Material shown:
//! Conversion between in-memory meshes and SELAFIN files

// crate modules
use crate::boundary::Boundary;
use crate::error::{Error, Result};
use crate::mesh::Mesh;

// hydromesh modules
use hydromesh_selafin::{Date, Header, Precision, Selafin, TimeStep, Topology};

// external crates
use log::debug;

/// Title given to every SELAFIN file built from a mesh
pub const SELAFIN_TITLE: &str = "created with hydromesh";

/// Name and unit of the single variable holding node elevations
pub const BOTTOM: (&str, &str) = ("BOTTOM", "M");

/// Build a SELAFIN geometry file from a mesh
///
/// The file holds a single `BOTTOM` variable with the node elevations at
/// time 0. Boundary node numbers are computed from the mesh, so every
/// boundary must close.
///
/// ```rust
/// # use hydromesh_grid::{to_selafin, Mesh};
/// # use hydromesh_selafin::Precision;
/// let mesh = Mesh::from_xyz(
///     &[0.0, 1.0, 1.0, 0.0],
///     &[0.0, 0.0, 1.0, 1.0],
///     &[-1.0, -2.0, -3.0, -4.0],
///     vec![[0, 1, 2], [0, 2, 3]],
/// )
/// .unwrap();
///
/// let selafin = to_selafin(&mesh, Precision::Single).unwrap();
/// assert_eq!(selafin.mesh.ipobo, vec![1, 2, 3, 4]);
/// assert_eq!(selafin.time_steps[0].values[0], vec![-1.0, -2.0, -3.0, -4.0]);
/// ```
pub fn to_selafin(mesh: &Mesh, precision: Precision) -> Result<Selafin> {
    to_selafin_with(mesh, &Boundary::of(mesh)?, precision)
}

/// Build a SELAFIN geometry file from a mesh and its traced boundary
///
/// Lets the same [Boundary] number the IPOBO markers and write the `.cli`
/// boundary condition file.
pub fn to_selafin_with(mesh: &Mesh, boundary: &Boundary, precision: Precision) -> Result<Selafin> {
    if boundary.nnodes() != mesh.nnodes() {
        return Err(Error::UnexpectedDimensions {
            what: "boundary nodes",
            expected: mesh.nnodes(),
            found: boundary.nnodes(),
        });
    }
    debug!(
        "{} boundary nodes in {} loops",
        boundary.nodes().len(),
        boundary.loops.len()
    );

    let header = Header::new(SELAFIN_TITLE, precision)
        .with_variable(BOTTOM.0, BOTTOM.1)
        .with_date(default_date());
    let topology = Topology::new(mesh.elements.clone(), boundary.ipobo(), mesh.x(), mesh.y())?;

    Ok(Selafin {
        header,
        mesh: topology,
        precision,
        time_steps: vec![TimeStep::new(0.0, vec![mesh.z()])],
    })
}

/// Rebuild a mesh from SELAFIN geometry, using `values` as node elevations
///
/// Any variable row of a time step can serve as the elevations.
pub fn from_selafin(topology: &Topology, values: &[f64]) -> Result<Mesh> {
    if values.len() != topology.npoin() {
        return Err(Error::UnexpectedDimensions {
            what: "node values",
            expected: topology.npoin(),
            found: values.len(),
        });
    }
    Mesh::from_xyz(&topology.x, &topology.y, values, topology.ikle.clone())
}

/// Values of a named variable in a time step
///
/// Names are matched ignoring case and trailing padding.
pub fn variable_values<'a>(header: &Header, step: &'a TimeStep, name: &str) -> Result<&'a [f64]> {
    header
        .find_variable(name)
        .and_then(|i| step.variable(i))
        .ok_or_else(|| Error::VariableNotFound(name.to_string()))
}

/// Date written by the usual pre-processors when none is known
pub fn default_date() -> Date {
    Date::new(1997, 8, 29, 2, 15, 0)
}

#[cfg(test)]
mod tests {
    use super::*;

    fn square() -> Mesh {
        Mesh::from_xyz(
            &[0.0, 1.0, 1.0, 0.0],
            &[0.0, 0.0, 1.0, 1.0],
            &[5.0, 6.0, 7.0, 8.0],
            vec![[0, 1, 2], [0, 2, 3]],
        )
        .unwrap()
    }

    #[test]
    fn geometry_header() {
        let selafin = to_selafin(&square(), Precision::Double).unwrap();
        let header = &selafin.header;

        assert_eq!(header.title.text().trim_end(), SELAFIN_TITLE);
        assert_eq!(header.marker.text(), "SERAFIND");
        assert_eq!(header.iparam, [1, 0, 0, 0, 0, 0, 0, 0, 0, 1]);
        assert_eq!(header.date, Some(Date::new(1997, 8, 29, 2, 15, 0)));
        assert_eq!(header.variables.len(), 1);
        assert_eq!(header.find_variable("bottom"), Some(0));
        assert_eq!(selafin.times(), vec![0.0]);
    }

    #[test]
    fn mesh_survives_conversion() {
        let mesh = square();
        let selafin = to_selafin(&mesh, Precision::Single).unwrap();
        let values = variable_values(&selafin.header, &selafin.time_steps[0], "BOTTOM").unwrap();
        assert_eq!(from_selafin(&selafin.mesh, values).unwrap(), mesh);
    }

    #[test]
    fn unknown_variable() {
        let selafin = to_selafin(&square(), Precision::Single).unwrap();
        assert!(matches!(
            variable_values(&selafin.header, &selafin.time_steps[0], "VELOCITY U"),
            Err(Error::VariableNotFound(name)) if name == "VELOCITY U"
        ));
    }

    #[test]
    fn shared_boundary() {
        let mesh = square();
        let boundary = Boundary::of(&mesh).unwrap();
        let selafin = to_selafin_with(&mesh, &boundary, Precision::Single).unwrap();
        assert_eq!(selafin.mesh.ipobo, boundary.ipobo());

        let triangle = Mesh::from_xyz(&[0.0, 1.0, 0.0], &[0.0, 0.0, 1.0], &[0.0; 3], vec![[0, 1, 2]])
            .unwrap();
        let other = Boundary::of(&triangle).unwrap();
        assert!(matches!(
            to_selafin_with(&mesh, &other, Precision::Single),
            Err(Error::UnexpectedDimensions { expected: 4, found: 3, .. })
        ));
    }

    #[test]
    fn values_must_match_nodes() {
        let selafin = to_selafin(&square(), Precision::Single).unwrap();
        assert!(matches!(
            from_selafin(&selafin.mesh, &[1.0, 2.0]),
            Err(Error::UnexpectedDimensions { expected: 4, found: 2, .. })
        ));
    }
}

Exercise requirements: Take every line from the listing above that includes the word "triangle" and copy it.

Written solution:
        let triangle = Mesh::from_xyz(&[0.0, 1.0, 0.0], &[0.0, 0.0, 1.0], &[0.0; 3], vec![[0, 1, 2]])
        let other = Boundary::of(&triangle).unwrap();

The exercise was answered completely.